### EXERCISE INSTRUCTIONS
A single number is the answer here: how many lines of the entries contain "else"?

SUPPLIED DATA: Begin

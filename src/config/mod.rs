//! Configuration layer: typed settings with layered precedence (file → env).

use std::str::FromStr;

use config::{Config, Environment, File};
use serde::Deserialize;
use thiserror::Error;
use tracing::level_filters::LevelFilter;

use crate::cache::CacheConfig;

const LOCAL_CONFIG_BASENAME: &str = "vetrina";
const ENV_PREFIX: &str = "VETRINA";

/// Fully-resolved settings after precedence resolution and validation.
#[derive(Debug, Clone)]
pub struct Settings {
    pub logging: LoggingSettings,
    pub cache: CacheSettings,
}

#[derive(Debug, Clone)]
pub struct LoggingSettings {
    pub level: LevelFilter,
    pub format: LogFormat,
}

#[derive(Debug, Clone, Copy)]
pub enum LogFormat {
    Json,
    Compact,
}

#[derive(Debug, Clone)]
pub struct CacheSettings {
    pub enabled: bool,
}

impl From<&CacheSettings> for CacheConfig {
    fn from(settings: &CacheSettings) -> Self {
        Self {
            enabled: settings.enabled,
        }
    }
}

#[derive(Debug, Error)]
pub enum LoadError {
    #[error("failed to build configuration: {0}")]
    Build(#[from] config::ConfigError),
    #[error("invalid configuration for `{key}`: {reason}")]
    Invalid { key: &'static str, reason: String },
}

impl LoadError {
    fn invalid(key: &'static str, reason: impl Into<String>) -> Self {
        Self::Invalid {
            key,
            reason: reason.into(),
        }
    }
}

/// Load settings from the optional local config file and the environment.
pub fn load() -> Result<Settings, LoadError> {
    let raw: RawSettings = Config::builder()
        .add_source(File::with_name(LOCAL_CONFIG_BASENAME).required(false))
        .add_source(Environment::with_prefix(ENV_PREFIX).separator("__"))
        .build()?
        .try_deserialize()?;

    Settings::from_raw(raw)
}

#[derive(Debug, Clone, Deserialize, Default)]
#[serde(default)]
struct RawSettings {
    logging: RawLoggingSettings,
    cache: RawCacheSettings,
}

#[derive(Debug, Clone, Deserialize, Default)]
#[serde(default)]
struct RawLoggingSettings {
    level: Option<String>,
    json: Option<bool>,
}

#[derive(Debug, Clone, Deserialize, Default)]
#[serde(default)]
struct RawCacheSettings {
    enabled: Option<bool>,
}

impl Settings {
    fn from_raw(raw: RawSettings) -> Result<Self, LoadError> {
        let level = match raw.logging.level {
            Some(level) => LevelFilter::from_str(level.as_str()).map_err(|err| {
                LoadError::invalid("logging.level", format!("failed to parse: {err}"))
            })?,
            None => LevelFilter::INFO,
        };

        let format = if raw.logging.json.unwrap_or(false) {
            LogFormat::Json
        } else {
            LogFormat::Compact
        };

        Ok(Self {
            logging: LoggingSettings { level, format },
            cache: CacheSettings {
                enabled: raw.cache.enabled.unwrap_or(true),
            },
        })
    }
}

SUPPLIED DATA: End
SUPPLIED DATA: Begin

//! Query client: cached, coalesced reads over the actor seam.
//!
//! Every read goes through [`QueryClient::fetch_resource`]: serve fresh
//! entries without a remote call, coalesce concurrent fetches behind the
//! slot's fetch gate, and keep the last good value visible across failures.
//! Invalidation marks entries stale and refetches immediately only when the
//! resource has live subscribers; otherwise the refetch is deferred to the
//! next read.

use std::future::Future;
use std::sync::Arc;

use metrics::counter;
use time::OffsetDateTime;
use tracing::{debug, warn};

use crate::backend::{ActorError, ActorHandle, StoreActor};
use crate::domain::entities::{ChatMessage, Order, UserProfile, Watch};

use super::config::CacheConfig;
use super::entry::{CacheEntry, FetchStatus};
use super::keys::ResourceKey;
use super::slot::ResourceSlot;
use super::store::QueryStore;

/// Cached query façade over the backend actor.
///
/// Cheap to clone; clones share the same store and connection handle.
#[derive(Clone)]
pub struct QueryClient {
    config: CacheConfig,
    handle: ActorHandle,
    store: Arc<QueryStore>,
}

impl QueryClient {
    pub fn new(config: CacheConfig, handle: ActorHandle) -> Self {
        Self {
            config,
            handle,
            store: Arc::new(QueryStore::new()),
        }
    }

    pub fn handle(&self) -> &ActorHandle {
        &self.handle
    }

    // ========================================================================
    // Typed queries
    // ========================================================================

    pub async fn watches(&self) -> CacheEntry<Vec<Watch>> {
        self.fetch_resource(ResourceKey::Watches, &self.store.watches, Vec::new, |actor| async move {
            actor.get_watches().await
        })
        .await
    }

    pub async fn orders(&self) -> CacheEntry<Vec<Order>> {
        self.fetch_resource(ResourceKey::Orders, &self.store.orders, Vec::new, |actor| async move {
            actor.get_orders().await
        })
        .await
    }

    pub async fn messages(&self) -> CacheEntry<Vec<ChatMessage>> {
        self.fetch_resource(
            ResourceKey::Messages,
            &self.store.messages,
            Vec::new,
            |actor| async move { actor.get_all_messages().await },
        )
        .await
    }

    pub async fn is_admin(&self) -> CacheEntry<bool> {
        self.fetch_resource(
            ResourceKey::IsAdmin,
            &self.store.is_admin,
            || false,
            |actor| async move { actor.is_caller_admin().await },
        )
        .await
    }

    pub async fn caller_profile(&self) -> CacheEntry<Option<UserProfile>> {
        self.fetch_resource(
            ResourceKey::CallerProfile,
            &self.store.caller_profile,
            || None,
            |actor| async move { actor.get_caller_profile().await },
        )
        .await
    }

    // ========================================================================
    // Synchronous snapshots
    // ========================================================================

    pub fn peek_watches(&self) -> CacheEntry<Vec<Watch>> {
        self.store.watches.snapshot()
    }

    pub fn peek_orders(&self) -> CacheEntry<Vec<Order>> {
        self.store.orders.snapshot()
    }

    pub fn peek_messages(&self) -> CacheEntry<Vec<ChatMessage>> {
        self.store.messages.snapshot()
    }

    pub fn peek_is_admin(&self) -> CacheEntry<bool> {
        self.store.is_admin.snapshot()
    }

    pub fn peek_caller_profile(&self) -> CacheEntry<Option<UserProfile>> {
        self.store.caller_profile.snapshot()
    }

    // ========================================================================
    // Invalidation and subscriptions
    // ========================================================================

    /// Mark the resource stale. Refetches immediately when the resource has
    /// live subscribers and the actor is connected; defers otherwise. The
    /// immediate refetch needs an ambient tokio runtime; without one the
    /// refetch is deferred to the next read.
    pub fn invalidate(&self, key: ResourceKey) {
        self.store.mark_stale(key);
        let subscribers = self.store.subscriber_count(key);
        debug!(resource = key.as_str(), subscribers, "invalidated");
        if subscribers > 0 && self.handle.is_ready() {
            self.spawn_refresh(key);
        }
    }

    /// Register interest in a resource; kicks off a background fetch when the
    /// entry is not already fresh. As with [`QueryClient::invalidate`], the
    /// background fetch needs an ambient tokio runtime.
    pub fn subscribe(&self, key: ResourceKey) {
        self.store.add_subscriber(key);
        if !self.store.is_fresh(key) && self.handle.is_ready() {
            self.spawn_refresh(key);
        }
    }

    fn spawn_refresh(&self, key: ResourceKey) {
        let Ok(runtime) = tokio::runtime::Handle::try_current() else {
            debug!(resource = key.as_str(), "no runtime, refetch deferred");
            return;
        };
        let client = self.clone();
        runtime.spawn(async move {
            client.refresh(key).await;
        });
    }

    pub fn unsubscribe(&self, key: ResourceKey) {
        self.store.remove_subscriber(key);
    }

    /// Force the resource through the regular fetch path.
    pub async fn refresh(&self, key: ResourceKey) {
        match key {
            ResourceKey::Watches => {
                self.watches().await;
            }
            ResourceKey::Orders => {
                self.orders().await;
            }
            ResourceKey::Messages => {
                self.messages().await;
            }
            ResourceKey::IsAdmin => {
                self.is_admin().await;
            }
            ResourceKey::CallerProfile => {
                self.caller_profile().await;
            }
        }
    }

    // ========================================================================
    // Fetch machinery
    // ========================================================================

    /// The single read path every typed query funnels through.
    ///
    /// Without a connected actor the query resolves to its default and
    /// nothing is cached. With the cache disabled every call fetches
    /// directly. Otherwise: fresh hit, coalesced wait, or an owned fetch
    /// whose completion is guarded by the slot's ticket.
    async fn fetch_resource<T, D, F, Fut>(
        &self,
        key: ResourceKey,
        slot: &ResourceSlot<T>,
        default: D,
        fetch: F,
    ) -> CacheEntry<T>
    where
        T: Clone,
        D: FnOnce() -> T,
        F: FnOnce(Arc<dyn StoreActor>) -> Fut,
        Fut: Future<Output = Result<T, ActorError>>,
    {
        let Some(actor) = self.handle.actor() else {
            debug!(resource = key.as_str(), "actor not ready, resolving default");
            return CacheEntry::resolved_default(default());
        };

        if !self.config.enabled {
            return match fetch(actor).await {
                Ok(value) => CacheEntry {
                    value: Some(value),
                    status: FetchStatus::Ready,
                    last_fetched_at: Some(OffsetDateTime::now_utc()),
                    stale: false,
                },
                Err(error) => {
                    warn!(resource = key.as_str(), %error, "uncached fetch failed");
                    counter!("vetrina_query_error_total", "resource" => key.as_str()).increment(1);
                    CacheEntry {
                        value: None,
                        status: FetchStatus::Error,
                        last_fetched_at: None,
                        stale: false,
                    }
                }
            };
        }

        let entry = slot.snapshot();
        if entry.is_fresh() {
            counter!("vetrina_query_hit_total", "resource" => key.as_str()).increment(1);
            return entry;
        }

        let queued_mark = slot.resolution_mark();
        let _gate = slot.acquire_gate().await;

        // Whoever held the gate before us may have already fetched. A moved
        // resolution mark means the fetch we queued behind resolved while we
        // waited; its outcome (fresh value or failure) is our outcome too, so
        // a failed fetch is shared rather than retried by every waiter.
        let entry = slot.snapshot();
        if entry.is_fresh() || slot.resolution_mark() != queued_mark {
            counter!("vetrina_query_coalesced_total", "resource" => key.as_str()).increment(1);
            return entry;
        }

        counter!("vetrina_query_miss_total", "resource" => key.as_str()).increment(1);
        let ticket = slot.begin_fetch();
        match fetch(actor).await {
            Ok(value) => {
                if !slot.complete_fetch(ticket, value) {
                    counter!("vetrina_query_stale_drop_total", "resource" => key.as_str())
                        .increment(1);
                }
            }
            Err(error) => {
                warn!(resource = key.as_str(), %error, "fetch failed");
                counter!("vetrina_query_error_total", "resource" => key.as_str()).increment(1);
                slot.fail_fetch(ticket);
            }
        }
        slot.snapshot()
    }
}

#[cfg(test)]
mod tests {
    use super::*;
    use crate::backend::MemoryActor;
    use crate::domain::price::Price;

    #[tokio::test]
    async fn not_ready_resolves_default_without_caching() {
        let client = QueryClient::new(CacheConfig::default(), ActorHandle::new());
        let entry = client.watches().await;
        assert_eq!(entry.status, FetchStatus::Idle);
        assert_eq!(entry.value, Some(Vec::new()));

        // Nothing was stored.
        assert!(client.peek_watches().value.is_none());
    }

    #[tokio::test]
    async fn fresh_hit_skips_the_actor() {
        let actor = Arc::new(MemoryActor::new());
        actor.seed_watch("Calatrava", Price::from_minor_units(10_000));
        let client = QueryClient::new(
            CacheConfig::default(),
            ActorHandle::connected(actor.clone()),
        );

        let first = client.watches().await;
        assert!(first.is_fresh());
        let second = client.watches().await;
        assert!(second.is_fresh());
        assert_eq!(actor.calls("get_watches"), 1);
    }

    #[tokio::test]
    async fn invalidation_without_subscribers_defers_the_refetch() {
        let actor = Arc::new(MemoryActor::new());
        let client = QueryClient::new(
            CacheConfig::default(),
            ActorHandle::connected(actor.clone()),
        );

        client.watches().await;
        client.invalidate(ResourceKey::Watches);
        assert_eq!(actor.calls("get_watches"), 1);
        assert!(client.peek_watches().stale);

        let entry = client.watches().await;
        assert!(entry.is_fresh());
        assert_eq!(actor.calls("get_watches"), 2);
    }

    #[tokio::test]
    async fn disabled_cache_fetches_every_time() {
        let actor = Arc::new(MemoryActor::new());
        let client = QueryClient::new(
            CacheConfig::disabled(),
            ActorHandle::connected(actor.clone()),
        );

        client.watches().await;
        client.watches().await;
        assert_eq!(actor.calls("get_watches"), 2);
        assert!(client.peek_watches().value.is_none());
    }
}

SUPPLIED DATA: End

### ANSWER TO THIS EXERCISE
3